- **Supplied material**:
═══

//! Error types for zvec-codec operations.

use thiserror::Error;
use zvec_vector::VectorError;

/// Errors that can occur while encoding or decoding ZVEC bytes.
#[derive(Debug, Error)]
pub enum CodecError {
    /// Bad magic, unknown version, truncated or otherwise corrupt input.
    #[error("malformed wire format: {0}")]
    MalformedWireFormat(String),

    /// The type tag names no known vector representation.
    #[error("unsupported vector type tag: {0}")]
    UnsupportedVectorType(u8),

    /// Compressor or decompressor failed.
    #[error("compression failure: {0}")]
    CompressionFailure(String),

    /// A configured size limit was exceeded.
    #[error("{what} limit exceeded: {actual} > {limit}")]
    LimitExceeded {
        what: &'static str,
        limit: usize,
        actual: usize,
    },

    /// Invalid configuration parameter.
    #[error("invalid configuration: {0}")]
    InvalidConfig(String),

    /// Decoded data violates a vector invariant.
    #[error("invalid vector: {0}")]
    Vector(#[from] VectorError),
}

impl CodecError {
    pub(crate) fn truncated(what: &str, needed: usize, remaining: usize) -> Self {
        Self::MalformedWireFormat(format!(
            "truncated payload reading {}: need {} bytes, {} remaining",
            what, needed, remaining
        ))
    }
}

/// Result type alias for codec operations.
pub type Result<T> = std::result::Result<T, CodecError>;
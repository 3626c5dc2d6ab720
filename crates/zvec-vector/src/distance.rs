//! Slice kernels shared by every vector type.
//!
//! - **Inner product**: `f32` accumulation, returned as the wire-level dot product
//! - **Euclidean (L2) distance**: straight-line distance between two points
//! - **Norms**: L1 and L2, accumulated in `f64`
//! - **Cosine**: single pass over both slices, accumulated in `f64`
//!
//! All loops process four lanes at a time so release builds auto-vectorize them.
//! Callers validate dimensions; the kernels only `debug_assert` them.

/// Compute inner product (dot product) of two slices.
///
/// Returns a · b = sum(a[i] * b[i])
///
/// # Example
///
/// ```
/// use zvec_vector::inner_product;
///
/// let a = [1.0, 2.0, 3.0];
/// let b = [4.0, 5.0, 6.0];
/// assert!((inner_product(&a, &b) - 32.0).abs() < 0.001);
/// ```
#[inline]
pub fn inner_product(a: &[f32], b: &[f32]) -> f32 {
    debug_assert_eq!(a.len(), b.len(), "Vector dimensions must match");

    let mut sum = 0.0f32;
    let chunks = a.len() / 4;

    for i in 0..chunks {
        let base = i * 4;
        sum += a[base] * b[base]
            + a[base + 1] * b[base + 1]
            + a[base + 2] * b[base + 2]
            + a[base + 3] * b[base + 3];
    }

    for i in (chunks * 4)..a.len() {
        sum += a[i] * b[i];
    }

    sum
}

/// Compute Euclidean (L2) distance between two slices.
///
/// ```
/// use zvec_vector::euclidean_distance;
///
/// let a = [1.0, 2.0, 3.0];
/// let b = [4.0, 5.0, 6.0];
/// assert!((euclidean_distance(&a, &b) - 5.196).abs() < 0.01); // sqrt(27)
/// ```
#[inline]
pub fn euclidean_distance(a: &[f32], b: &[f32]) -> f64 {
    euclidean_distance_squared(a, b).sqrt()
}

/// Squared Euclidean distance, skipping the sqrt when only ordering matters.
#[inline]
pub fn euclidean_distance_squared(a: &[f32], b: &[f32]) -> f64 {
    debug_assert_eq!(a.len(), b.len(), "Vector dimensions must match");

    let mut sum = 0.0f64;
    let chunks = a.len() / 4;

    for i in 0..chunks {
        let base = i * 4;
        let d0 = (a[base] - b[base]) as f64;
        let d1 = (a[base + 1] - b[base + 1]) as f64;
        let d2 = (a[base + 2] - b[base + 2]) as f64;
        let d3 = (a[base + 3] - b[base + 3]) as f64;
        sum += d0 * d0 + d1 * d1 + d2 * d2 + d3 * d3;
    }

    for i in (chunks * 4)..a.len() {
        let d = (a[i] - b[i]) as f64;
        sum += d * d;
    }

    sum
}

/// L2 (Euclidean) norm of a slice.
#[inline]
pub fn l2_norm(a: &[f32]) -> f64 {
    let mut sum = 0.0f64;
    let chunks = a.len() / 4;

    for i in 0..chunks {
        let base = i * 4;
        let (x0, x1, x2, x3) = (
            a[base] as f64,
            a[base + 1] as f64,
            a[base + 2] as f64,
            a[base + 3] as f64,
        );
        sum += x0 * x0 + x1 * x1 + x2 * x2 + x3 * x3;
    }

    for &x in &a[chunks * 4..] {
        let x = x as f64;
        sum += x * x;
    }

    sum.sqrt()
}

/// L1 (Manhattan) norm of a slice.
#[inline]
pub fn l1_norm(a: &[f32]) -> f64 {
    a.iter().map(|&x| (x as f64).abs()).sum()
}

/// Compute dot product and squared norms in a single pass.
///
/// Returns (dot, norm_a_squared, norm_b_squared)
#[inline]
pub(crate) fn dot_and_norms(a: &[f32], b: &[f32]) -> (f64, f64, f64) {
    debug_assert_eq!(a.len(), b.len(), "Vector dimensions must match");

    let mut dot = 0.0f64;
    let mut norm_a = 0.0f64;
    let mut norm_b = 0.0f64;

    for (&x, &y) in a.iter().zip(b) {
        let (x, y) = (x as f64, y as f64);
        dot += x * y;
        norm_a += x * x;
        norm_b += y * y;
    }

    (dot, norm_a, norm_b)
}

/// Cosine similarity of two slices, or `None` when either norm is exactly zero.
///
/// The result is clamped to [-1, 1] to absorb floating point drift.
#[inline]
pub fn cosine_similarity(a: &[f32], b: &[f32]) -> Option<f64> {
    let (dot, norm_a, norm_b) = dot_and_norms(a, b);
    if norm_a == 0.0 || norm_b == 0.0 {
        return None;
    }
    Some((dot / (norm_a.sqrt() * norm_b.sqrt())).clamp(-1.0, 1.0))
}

═══

- **Your goal**:
The records shown above are to be retyped exactly, with none omitted.

- **Answer to this problem**:
//! Error types for zvec-codec operations.

use thiserror::Error;
use zvec_vector::VectorError;

/// Errors that can occur while encoding or decoding ZVEC bytes.
#[derive(Debug, Error)]
pub enum CodecError {
    /// Bad magic, unknown version, truncated or otherwise corrupt input.
    #[error("malformed wire format: {0}")]
    MalformedWireFormat(String),

    /// The type tag names no known vector representation.
    #[error("unsupported vector type tag: {0}")]
    UnsupportedVectorType(u8),

    /// Compressor or decompressor failed.
    #[error("compression failure: {0}")]
    CompressionFailure(String),

    /// A configured size limit was exceeded.
    #[error("{what} limit exceeded: {actual} > {limit}")]
    LimitExceeded {
        what: &'static str,
        limit: usize,
        actual: usize,
    },

    /// Invalid configuration parameter.
    #[error("invalid configuration: {0}")]
    InvalidConfig(String),

    /// Decoded data violates a vector invariant.
    #[error("invalid vector: {0}")]
    Vector(#[from] VectorError),
}

impl CodecError {
    pub(crate) fn truncated(what: &str, needed: usize, remaining: usize) -> Self {
        Self::MalformedWireFormat(format!(
            "truncated payload reading {}: need {} bytes, {} remaining",
            what, needed, remaining
        ))
    }
}

/// Result type alias for codec operations.
pub type Result<T> = std::result::Result<T, CodecError>;
repository 3626c5dc2d6ab720
filename crates/zvec-vector/src/distance.rs
//! Slice kernels shared by every vector type.
//!
//! - **Inner product**: `f32` accumulation, returned as the wire-level dot product
//! - **Euclidean (L2) distance**: straight-line distance between two points
//! - **Norms**: L1 and L2, accumulated in `f64`
//! - **Cosine**: single pass over both slices, accumulated in `f64`
//!
//! All loops process four lanes at a time so release builds auto-vectorize them.
//! Callers validate dimensions; the kernels only `debug_assert` them.

/// Compute inner product (dot product) of two slices.
///
/// Returns a · b = sum(a[i] * b[i])
///
/// # Example
///
/// ```
/// use zvec_vector::inner_product;
///
/// let a = [1.0, 2.0, 3.0];
/// let b = [4.0, 5.0, 6.0];
/// assert!((inner_product(&a, &b) - 32.0).abs() < 0.001);
/// ```
#[inline]
pub fn inner_product(a: &[f32], b: &[f32]) -> f32 {
    debug_assert_eq!(a.len(), b.len(), "Vector dimensions must match");

    let mut sum = 0.0f32;
    let chunks = a.len() / 4;

    for i in 0..chunks {
        let base = i * 4;
        sum += a[base] * b[base]
            + a[base + 1] * b[base + 1]
            + a[base + 2] * b[base + 2]
            + a[base + 3] * b[base + 3];
    }

    for i in (chunks * 4)..a.len() {
        sum += a[i] * b[i];
    }

    sum
}

/// Compute Euclidean (L2) distance between two slices.
///
/// ```
/// use zvec_vector::euclidean_distance;
///
/// let a = [1.0, 2.0, 3.0];
/// let b = [4.0, 5.0, 6.0];
/// assert!((euclidean_distance(&a, &b) - 5.196).abs() < 0.01); // sqrt(27)
/// ```
#[inline]
pub fn euclidean_distance(a: &[f32], b: &[f32]) -> f64 {
    euclidean_distance_squared(a, b).sqrt()
}

/// Squared Euclidean distance, skipping the sqrt when only ordering matters.
#[inline]
pub fn euclidean_distance_squared(a: &[f32], b: &[f32]) -> f64 {
    debug_assert_eq!(a.len(), b.len(), "Vector dimensions must match");

    let mut sum = 0.0f64;
    let chunks = a.len() / 4;

    for i in 0..chunks {
        let base = i * 4;
        let d0 = (a[base] - b[base]) as f64;
        let d1 = (a[base + 1] - b[base + 1]) as f64;
        let d2 = (a[base + 2] - b[base + 2]) as f64;
        let d3 = (a[base + 3] - b[base + 3]) as f64;
        sum += d0 * d0 + d1 * d1 + d2 * d2 + d3 * d3;
    }

    for i in (chunks * 4)..a.len() {
        let d = (a[i] - b[i]) as f64;
        sum += d * d;
    }

    sum
}

/// L2 (Euclidean) norm of a slice.
#[inline]
pub fn l2_norm(a: &[f32]) -> f64 {
    let mut sum = 0.0f64;
    let chunks = a.len() / 4;

    for i in 0..chunks {
        let base = i * 4;
        let (x0, x1, x2, x3) = (
            a[base] as f64,
            a[base + 1] as f64,
            a[base + 2] as f64,
            a[base + 3] as f64,
        );
        sum += x0 * x0 + x1 * x1 + x2 * x2 + x3 * x3;
    }

    for &x in &a[chunks * 4..] {
        let x = x as f64;
        sum += x * x;
    }

    sum.sqrt()
}

/// L1 (Manhattan) norm of a slice.
#[inline]
pub fn l1_norm(a: &[f32]) -> f64 {
    a.iter().map(|&x| (x as f64).abs()).sum()
}

/// Compute dot product and squared norms in a single pass.
///
/// Returns (dot, norm_a_squared, norm_b_squared)
#[inline]
pub(crate) fn dot_and_norms(a: &[f32], b: &[f32]) -> (f64, f64, f64) {
    debug_assert_eq!(a.len(), b.len(), "Vector dimensions must match");

    let mut dot = 0.0f64;
    let mut norm_a = 0.0f64;
    let mut norm_b = 0.0f64;

    for (&x, &y) in a.iter().zip(b) {
        let (x, y) = (x as f64, y as f64);
        dot += x * y;
        norm_a += x * x;
        norm_b += y * y;
    }

    (dot, norm_a, norm_b)
}

/// Cosine similarity of two slices, or `None` when either norm is exactly zero.
///
/// The result is clamped to [-1, 1] to absorb floating point drift.
#[inline]
pub fn cosine_similarity(a: &[f32], b: &[f32]) -> Option<f64> {
    let (dot, norm_a, norm_b) = dot_and_norms(a, b);
    if norm_a == 0.0 || norm_b == 0.0 {
        return None;
    }
    Some((dot / (norm_a.sqrt() * norm_b.sqrt())).clamp(-1.0, 1.0))
}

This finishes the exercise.